WORK REQUIRED: Among the records that follow, how many lines include the string "Option"? Only the number is wanted.

══ DATA SHOWN

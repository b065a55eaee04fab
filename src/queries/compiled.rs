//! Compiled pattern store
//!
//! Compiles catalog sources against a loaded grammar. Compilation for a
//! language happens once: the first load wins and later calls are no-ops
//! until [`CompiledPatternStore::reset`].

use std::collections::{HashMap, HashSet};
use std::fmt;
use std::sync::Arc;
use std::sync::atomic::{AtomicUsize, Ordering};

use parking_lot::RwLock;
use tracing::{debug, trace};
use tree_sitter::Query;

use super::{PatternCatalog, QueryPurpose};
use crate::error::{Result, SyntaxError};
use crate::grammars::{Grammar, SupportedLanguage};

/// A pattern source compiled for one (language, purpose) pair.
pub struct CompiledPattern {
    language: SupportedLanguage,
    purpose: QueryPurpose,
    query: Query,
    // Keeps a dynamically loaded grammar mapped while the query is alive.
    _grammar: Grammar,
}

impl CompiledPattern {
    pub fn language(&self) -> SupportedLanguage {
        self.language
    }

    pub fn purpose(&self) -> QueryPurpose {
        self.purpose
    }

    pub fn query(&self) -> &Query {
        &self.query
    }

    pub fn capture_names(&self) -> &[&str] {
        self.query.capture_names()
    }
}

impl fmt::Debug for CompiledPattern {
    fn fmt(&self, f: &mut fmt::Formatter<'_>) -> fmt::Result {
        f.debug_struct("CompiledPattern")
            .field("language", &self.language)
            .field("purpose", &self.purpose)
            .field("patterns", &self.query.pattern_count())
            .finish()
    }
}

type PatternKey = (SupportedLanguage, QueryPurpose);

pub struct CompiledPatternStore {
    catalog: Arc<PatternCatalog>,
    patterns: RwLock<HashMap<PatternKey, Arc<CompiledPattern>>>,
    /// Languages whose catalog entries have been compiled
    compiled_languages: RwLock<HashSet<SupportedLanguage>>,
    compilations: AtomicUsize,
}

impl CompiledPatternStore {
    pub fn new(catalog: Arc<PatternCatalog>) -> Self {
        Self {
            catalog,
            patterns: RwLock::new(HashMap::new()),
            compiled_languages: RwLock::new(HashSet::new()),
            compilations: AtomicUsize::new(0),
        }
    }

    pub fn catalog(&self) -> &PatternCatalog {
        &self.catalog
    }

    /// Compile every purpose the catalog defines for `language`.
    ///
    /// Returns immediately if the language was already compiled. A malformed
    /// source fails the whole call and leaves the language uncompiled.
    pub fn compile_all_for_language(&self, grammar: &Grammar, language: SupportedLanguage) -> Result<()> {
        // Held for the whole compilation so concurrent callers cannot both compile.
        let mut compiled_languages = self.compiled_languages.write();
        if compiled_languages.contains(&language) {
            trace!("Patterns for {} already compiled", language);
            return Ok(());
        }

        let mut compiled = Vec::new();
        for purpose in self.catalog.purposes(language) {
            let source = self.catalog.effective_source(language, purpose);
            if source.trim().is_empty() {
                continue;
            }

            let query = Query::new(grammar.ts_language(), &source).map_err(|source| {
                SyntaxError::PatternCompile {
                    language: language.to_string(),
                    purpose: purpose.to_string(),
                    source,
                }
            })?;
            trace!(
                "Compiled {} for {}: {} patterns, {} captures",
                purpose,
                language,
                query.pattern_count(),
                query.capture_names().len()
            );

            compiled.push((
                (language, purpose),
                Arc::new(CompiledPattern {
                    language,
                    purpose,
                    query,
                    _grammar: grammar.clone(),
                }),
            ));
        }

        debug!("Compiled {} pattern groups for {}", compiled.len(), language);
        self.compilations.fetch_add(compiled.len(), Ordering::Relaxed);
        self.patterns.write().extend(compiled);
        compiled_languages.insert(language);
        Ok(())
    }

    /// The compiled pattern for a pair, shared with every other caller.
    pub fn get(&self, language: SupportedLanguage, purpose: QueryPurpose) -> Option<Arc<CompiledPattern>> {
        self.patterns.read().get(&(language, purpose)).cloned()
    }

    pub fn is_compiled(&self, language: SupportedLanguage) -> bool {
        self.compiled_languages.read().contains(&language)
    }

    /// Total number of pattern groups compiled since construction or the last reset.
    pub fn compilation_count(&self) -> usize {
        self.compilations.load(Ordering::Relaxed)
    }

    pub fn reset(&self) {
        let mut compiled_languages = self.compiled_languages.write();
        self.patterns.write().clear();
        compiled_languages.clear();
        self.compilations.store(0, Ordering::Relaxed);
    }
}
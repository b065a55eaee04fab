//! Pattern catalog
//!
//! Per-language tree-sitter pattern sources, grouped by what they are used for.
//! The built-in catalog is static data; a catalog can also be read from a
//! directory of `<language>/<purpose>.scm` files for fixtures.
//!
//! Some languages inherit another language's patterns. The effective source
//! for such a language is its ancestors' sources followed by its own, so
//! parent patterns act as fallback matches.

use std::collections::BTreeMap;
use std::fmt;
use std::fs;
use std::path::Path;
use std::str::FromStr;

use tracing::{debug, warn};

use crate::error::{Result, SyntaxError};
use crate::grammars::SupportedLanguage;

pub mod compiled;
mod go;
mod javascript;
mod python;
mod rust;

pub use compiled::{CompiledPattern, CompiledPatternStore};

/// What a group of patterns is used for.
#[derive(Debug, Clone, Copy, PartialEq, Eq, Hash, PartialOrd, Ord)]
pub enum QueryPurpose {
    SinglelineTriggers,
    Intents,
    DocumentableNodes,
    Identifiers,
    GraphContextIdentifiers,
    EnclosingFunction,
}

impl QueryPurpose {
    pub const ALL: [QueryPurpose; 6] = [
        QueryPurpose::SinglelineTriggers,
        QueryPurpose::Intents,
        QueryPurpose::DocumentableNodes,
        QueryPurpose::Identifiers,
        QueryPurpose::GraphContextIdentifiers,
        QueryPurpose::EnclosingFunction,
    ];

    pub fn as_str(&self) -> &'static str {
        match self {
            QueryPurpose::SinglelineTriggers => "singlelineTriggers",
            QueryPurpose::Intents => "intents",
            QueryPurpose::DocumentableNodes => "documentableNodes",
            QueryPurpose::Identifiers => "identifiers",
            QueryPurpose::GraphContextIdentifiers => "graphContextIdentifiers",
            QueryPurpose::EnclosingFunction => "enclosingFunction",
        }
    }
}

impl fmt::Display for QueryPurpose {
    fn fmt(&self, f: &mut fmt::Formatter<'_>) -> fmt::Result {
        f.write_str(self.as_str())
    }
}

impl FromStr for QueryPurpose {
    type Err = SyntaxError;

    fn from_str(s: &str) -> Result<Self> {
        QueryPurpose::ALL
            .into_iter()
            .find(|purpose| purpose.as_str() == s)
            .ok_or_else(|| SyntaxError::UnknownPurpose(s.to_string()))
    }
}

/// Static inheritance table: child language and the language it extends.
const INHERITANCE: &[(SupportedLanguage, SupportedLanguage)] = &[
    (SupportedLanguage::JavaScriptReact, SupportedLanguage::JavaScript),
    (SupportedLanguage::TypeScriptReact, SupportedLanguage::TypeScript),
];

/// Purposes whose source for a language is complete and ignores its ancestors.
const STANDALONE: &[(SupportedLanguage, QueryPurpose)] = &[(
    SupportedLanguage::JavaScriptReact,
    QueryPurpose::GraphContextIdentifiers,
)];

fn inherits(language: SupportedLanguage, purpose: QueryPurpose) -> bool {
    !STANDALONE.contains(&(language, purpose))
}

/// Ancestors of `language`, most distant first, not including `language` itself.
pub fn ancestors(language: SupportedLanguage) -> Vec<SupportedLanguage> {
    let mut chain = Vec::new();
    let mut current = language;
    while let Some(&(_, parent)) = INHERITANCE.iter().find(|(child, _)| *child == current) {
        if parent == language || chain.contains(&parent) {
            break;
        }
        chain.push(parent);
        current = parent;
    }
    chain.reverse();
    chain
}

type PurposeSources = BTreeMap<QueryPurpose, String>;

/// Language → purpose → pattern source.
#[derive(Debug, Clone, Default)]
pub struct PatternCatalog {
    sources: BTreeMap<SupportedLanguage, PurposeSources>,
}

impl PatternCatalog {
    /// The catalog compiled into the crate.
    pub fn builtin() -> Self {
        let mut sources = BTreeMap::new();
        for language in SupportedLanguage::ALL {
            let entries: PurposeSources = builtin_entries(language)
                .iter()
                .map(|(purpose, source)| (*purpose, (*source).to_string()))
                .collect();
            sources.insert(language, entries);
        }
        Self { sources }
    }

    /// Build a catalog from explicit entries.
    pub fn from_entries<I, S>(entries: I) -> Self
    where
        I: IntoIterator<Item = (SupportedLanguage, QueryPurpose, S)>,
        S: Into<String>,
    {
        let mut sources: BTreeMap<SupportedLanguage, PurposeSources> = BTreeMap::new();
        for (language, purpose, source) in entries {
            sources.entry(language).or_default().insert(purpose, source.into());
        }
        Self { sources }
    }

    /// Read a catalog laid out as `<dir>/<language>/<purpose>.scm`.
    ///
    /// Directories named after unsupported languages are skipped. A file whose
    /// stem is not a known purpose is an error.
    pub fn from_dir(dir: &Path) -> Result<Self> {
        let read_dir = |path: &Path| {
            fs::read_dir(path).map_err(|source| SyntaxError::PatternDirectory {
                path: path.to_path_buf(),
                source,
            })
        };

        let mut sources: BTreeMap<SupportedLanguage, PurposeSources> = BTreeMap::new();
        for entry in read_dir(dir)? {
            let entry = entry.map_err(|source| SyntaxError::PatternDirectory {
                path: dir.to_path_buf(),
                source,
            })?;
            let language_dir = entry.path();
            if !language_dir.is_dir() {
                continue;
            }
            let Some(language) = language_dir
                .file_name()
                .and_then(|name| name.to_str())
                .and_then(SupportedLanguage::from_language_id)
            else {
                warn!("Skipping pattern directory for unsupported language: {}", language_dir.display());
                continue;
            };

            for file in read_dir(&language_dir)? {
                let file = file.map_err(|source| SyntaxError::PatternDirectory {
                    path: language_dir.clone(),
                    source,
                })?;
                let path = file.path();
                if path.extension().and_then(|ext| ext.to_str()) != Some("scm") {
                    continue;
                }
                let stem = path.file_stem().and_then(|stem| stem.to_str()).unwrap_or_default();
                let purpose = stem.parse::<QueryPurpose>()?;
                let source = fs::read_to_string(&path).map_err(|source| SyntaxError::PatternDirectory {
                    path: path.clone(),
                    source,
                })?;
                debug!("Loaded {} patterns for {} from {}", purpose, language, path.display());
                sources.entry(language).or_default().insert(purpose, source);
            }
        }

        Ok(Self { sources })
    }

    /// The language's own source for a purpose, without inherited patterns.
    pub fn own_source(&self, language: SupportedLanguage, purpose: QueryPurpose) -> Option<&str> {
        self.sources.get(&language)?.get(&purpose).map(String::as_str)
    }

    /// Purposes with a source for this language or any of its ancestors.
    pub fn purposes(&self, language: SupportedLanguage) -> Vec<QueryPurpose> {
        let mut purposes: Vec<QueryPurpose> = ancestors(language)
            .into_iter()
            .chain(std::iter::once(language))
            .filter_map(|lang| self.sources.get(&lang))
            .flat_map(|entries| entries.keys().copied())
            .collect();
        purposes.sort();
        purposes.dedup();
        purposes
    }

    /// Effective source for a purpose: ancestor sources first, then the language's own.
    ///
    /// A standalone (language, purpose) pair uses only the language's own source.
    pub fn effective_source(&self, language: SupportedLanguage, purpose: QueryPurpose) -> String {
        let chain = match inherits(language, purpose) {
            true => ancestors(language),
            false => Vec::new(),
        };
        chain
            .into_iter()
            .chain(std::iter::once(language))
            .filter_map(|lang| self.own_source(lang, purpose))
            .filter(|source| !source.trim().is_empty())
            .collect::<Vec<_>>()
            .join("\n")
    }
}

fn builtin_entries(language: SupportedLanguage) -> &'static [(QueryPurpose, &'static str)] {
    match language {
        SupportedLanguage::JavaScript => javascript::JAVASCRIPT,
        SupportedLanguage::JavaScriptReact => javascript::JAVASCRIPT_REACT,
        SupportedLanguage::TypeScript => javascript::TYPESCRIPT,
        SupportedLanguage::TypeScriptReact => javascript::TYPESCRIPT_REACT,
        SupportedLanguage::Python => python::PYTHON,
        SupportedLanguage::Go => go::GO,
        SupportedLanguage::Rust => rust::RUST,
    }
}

════

FINISHED EXERCISE: 2